//! Authoritative game state representation.
//!
//! [`GameState`] aggregates the world, the map, every team and the pending
//! delayed effects. Runtime layers clone or query it but mutate it
//! exclusively through the engine.
pub mod delta;
mod error;
pub mod types;

pub use delta::{StateDiff, TeamChanges, TeamFields, TileChanges, TileFields, WorldFields};
pub use error::IntegrityViolation;
pub use types::{
    Army, ArmyGoal, ArmyId, ArmyMode, EntityId, LedgerError, MapState, ParseArmyIdError,
    ResourceLedger, TeamId, TeamState, Tick, TileIndex, TileState, WorldState,
};

use std::collections::BTreeMap;

use crate::scheduler::Scheduler;

/// Canonical snapshot of the whole game.
#[derive(Clone, Debug, PartialEq, Eq, Default)]
#[cfg_attr(feature = "serde", derive(serde::Serialize, serde::Deserialize))]
pub struct GameState {
    /// Base seed for the stochastic sub-models. Fixed at game start.
    pub game_seed: u64,
    pub world: WorldState,
    pub map: MapState,
    pub teams: BTreeMap<TeamId, TeamState>,
    pub scheduler: Scheduler,
}

impl GameState {
    pub fn new(game_seed: u64, world: WorldState, map: MapState) -> Self {
        Self {
            game_seed,
            world,
            map,
            teams: BTreeMap::new(),
            scheduler: Scheduler::new(),
        }
    }

    /// Registers a team. Returns false if the id is already taken.
    pub fn add_team(&mut self, team: TeamState) -> bool {
        if self.teams.contains_key(&team.id) {
            return false;
        }
        self.teams.insert(team.id.clone(), team);
        true
    }

    pub fn team(&self, id: &TeamId) -> Option<&TeamState> {
        self.teams.get(id)
    }

    pub fn team_mut(&mut self, id: &TeamId) -> Option<&mut TeamState> {
        self.teams.get_mut(id)
    }

    /// A team controls its home tile and every tile one of its armies occupies.
    pub fn controls_tile(&self, team: &TeamId, tile: TileIndex) -> bool {
        self.team(team).is_some_and(|state| state.home_tile == tile)
            || self.world.occupies(team, tile)
    }

    /// Stable per-team stream number for seeding random draws.
    pub fn team_stream(&self, team: &TeamId) -> u32 {
        self.teams
            .keys()
            .position(|id| id == team)
            .and_then(|position| u32::try_from(position).ok())
            .unwrap_or(u32::MAX)
    }

    /// Verifies every cross-cutting invariant of the aggregate.
    pub fn check_integrity(&self) -> Result<(), IntegrityViolation> {
        for team in self.teams.values() {
            let ledgers = [("resources", &team.resources), ("storage", &team.storage)];
            for (ledger, balances) in ledgers {
                if let Some((resource, amount)) = balances.negative_entry() {
                    return Err(IntegrityViolation::NegativeBalance {
                        team: team.id.clone(),
                        ledger,
                        resource: resource.clone(),
                        amount,
                    });
                }
            }
            if let Some((resource, amount)) = team
                .granary
                .iter()
                .find(|(_, amount)| amount.is_sign_negative() && !amount.is_zero())
            {
                return Err(IntegrityViolation::NegativeBalance {
                    team: team.id.clone(),
                    ledger: "granary",
                    resource: resource.clone(),
                    amount: *amount,
                });
            }
            if let Some(plague) = &team.plague {
                let population = team.population(&self.world.config);
                if u64::from(plague.sick) + u64::from(plague.immune) > u64::from(population) {
                    return Err(IntegrityViolation::PlagueExceedsPopulation {
                        team: team.id.clone(),
                        sick: plague.sick,
                        immune: plague.immune,
                        population,
                    });
                }
            }
        }

        for army in self.world.armies.values() {
            if !self.teams.contains_key(&army.owner) {
                return Err(IntegrityViolation::UnknownOwner {
                    army: army.id.clone(),
                    owner: army.owner.clone(),
                });
            }
            if army.mode == ArmyMode::Occupying {
                let held = army.tile.is_some_and(|tile| {
                    self.map.occupant_of(tile) == Some(&army.id)
                });
                if !held {
                    return Err(IntegrityViolation::OccupancyMismatch {
                        army: army.id.clone(),
                        tile: army.tile.unwrap_or_default(),
                    });
                }
            }
        }

        for tile in self.map.tiles.values() {
            if let Some(occupant) = &tile.occupant {
                let consistent = self.world.army(occupant).is_some_and(|army| {
                    army.mode == ArmyMode::Occupying && army.tile == Some(tile.index)
                });
                if !consistent {
                    return Err(IntegrityViolation::StaleOccupant {
                        tile: tile.index,
                        army: occupant.clone(),
                    });
                }
            }
            for &other in &tile.roads {
                if !self.map.has_road(other, tile.index) {
                    return Err(IntegrityViolation::AsymmetricRoad {
                        a: tile.index,
                        b: other,
                    });
                }
            }
        }

        if let Some(effect) = self
            .scheduler
            .pending()
            .find(|effect| !self.teams.contains_key(&effect.team))
        {
            return Err(IntegrityViolation::UnknownTeam {
                seq: effect.seq,
                team: effect.team.clone(),
            });
        }

        Ok(())
    }
}

#[cfg(test)]
mod tests {
    use super::*;
    use crate::config::GameConfig;
    use rust_decimal::Decimal;

    fn two_tiles() -> GameState {
        let mut map = MapState::default();
        map.tiles.insert(1, TileState::new(1, 2));
        map.tiles.insert(2, TileState::new(2, 2));
        let mut state = GameState::new(7, WorldState::new(GameConfig::default()), map);
        state.add_team(TeamState::new("north".into(), "North", 1));
        state
    }

    #[test]
    fn fresh_state_is_consistent() {
        let mut state = two_tiles();
        state.world.raise_army(&"north".into());
        assert_eq!(state.check_integrity(), Ok(()));
    }

    #[test]
    fn detects_negative_balance() {
        let mut state = two_tiles();
        let team = state.team_mut(&"north".into()).unwrap();
        team.resources = [("pro-wood".into(), Decimal::from(-1))].into_iter().collect();

        assert!(matches!(
            state.check_integrity(),
            Err(IntegrityViolation::NegativeBalance { ledger: "resources", .. })
        ));
    }

    #[test]
    fn detects_tile_claiming_an_army_elsewhere() {
        let mut state = two_tiles();
        let army = state.world.raise_army(&"north".into());
        state.world.army_mut(&army).unwrap().occupy(1);
        state.map.tile_mut(1).unwrap().occupant = Some(army.clone());
        assert_eq!(state.check_integrity(), Ok(()));

        // a second tile claiming the same army is a duplicate occupancy
        state.map.tile_mut(2).unwrap().occupant = Some(army.clone());
        assert_eq!(
            state.check_integrity(),
            Err(IntegrityViolation::StaleOccupant { tile: 2, army })
        );
    }

    #[test]
    fn detects_army_of_unknown_team() {
        let mut state = two_tiles();
        state.world.raise_army(&"ghosts".into());
        assert!(matches!(
            state.check_integrity(),
            Err(IntegrityViolation::UnknownOwner { .. })
        ));
    }

    #[test]
    fn home_and_occupied_tiles_are_controlled() {
        let mut state = two_tiles();
        let north: TeamId = "north".into();
        assert!(state.controls_tile(&north, 1));
        assert!(!state.controls_tile(&north, 2));

        let army = state.world.raise_army(&north);
        state.world.army_mut(&army).unwrap().occupy(2);
        state.map.tile_mut(2).unwrap().occupant = Some(army);
        assert!(state.controls_tile(&north, 2));
    }
}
------------------------------------
▶ **Prompt**
Using the records above, copy word for word the line with "self.teams.get(id)", the line with "if let Some((resource, amount)) = team", and every line between them.

▶ **Task answer**
        self.teams.get(id)
    }

    pub fn team_mut(&mut self, id: &TeamId) -> Option<&mut TeamState> {
        self.teams.get_mut(id)
    }

    /// A team controls its home tile and every tile one of its armies occupies.
    pub fn controls_tile(&self, team: &TeamId, tile: TileIndex) -> bool {
        self.team(team).is_some_and(|state| state.home_tile == tile)
            || self.world.occupies(team, tile)
    }

    /// Stable per-team stream number for seeding random draws.
    pub fn team_stream(&self, team: &TeamId) -> u32 {
        self.teams
            .keys()
            .position(|id| id == team)
            .and_then(|position| u32::try_from(position).ok())
            .unwrap_or(u32::MAX)
    }

    /// Verifies every cross-cutting invariant of the aggregate.
    pub fn check_integrity(&self) -> Result<(), IntegrityViolation> {
        for team in self.teams.values() {
            let ledgers = [("resources", &team.resources), ("storage", &team.storage)];
            for (ledger, balances) in ledgers {
                if let Some((resource, amount)) = balances.negative_entry() {
                    return Err(IntegrityViolation::NegativeBalance {
                        team: team.id.clone(),
                        ledger,
                        resource: resource.clone(),
                        amount,
                    });
                }
            }
            if let Some((resource, amount)) = team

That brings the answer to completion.